Life without Decker, who suffered the shoulder injury in Buffalo before aggravating it in Kansas City nearly three weeks ago, has been challenging. Fitzpatrick & Co. have only two touchdowns in the past two games, including a fluky long fumble recovery and run when the opposition thought the play was whistled dead.

Fitzpatrick’s magical 2015 campaign was built on his trust and rapport with Brandon Marshall and Decker. It was the backbone of the most prolific offensive season in franchise history, the primary reason for the quarterback’s success. That chemistry and trust will be difficult to build in-season with Quincy Enunwa and rookies Robbie Anderson, Jalin Marshall and Charone Peake.

“I’ve got to throw on anticipation,” Fitzpatrick admitted. “I’ve got to throw with trust. So that’s going to be a big part of it. Just communicating with those guys. Whether it’s through a throw in practice that we can talk about or as we’re installing plays… where they’re expected and what time they’re expected to be there. A lot of that’s going to happen through repetition and on the practice field and doing it in the games.”

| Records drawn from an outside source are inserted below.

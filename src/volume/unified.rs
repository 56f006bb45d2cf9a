//! Unified reader over single-file and split archives.

use std::fs::File;
use std::io::{self, BufReader, Read, Seek, SeekFrom};
use std::path::{Path, PathBuf};

use super::config::SplitNaming;
use super::disk::DiskTable;
use super::reader::SplitReader;
use crate::Result;

/// A reader that hides whether an archive is one file or many.
///
/// Both variants present the archive as a single absolute address space.
pub enum UnifiedReader {
    /// Ordinary single-file archive.
    Single {
        /// Buffered file handle.
        reader: BufReader<File>,
        /// Disk table with one entry.
        table: DiskTable,
    },
    /// Split archive.
    Split(SplitReader),
}

impl UnifiedReader {
    /// Opens `path`, detecting split sets from sibling files.
    pub fn open(path: impl AsRef<Path>) -> Result<Self> {
        let path = path.as_ref();
        if let Some(reader) = SplitReader::open(path)? {
            log::debug!(
                "{} is a {:?} split archive with {} disks",
                path.display(),
                reader.naming(),
                reader.table().len()
            );
            return Ok(UnifiedReader::Split(reader));
        }
        let file = File::open(path)?;
        let length = file.metadata()?.len();
        Ok(UnifiedReader::Single {
            reader: BufReader::new(file),
            table: DiskTable::from_parts([(path.to_path_buf(), length)]),
        })
    }

    /// Returns true for a split archive.
    pub fn is_split(&self) -> bool {
        matches!(self, UnifiedReader::Split(_))
    }

    /// Naming convention, for split archives.
    pub fn naming(&self) -> Option<SplitNaming> {
        match self {
            UnifiedReader::Single { .. } => None,
            UnifiedReader::Split(r) => Some(r.naming()),
        }
    }

    /// The disk table. A single file is one disk.
    pub fn table(&self) -> &DiskTable {
        match self {
            UnifiedReader::Single { table, .. } => table,
            UnifiedReader::Split(r) => r.table(),
        }
    }

    /// Paths of every physical file, in disk order.
    pub fn volume_paths(&self) -> Vec<PathBuf> {
        self.table().paths()
    }
}

impl Read for UnifiedReader {
    fn read(&mut self, buf: &mut [u8]) -> io::Result<usize> {
        match self {
            UnifiedReader::Single { reader, .. } => reader.read(buf),
            UnifiedReader::Split(r) => r.read(buf),
        }
    }
}

impl Seek for UnifiedReader {
    fn seek(&mut self, pos: SeekFrom) -> io::Result<u64> {
        match self {
            UnifiedReader::Single { reader, .. } => reader.seek(pos),
            UnifiedReader::Split(r) => r.seek(pos),
        }
    }
}

impl std::fmt::Debug for UnifiedReader {
    fn fmt(&self, f: &mut std::fmt::Formatter<'_>) -> std::fmt::Result {
        match self {
            UnifiedReader::Single { table, .. } => f
                .debug_struct("UnifiedReader::Single")
                .field("length", &table.total_length())
                .finish(),
            UnifiedReader::Split(r) => f
                .debug_struct("UnifiedReader::Split")
                .field("naming", &r.naming())
                .field("disks", &r.table().len())
                .finish(),
        }
    }
}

Therein lies the dilemma. Fitzpatrick is smart and savvy enough to work with anyone, but time isn’t on his side. He needs to click with this inexperienced group quickly with the 1-4 Jets’ season on the brink entering a Monday night road test in Arizona.

Although Fitzpatrick has worked with this new cast of characters for two weeks, is that really enough time?

“Don’t panic,” Marshall said. “We’ll be okay.”

Full disclosure: I’m panicked.

Although Marshall maintained that “we have guys that can get open,” Decker’s skillset was special for Chan Gailey’s offense. Fitzpatrick’s implicitly trusted him. He never worried whether his receiver would be exactly where he needed to be on a given play. Their relatively quick connection can’t be replicated at the snap of the finger.

Decker’s experience with Peyton Manning was a significant part of the equation too. He honed his craft working with the best. It’s unrealistic to think that a rookie will have the same ability to adjust, adapt and absorb the intricacies of playing the position right now. Maybe in time. But not today.

“It makes Chan’s job a little harder,” Fitzpatrick said. “Chan’s got to ahead and really figure out in a hurry the strengths of some of these guys and how we can put them in the best spot possible.”

Fitzpatrick and Marshall expressed full confidence in the rest of the receiving corps, but Decker’s absence is a crushing blow to what could have been a special offense in the second season under Gailey.

We saw a glimpse of what could have been in Buffalo last month. Everything went right that night. Fitzpatrick looked unstoppable. Now…

He’s going to miss his friend dearly.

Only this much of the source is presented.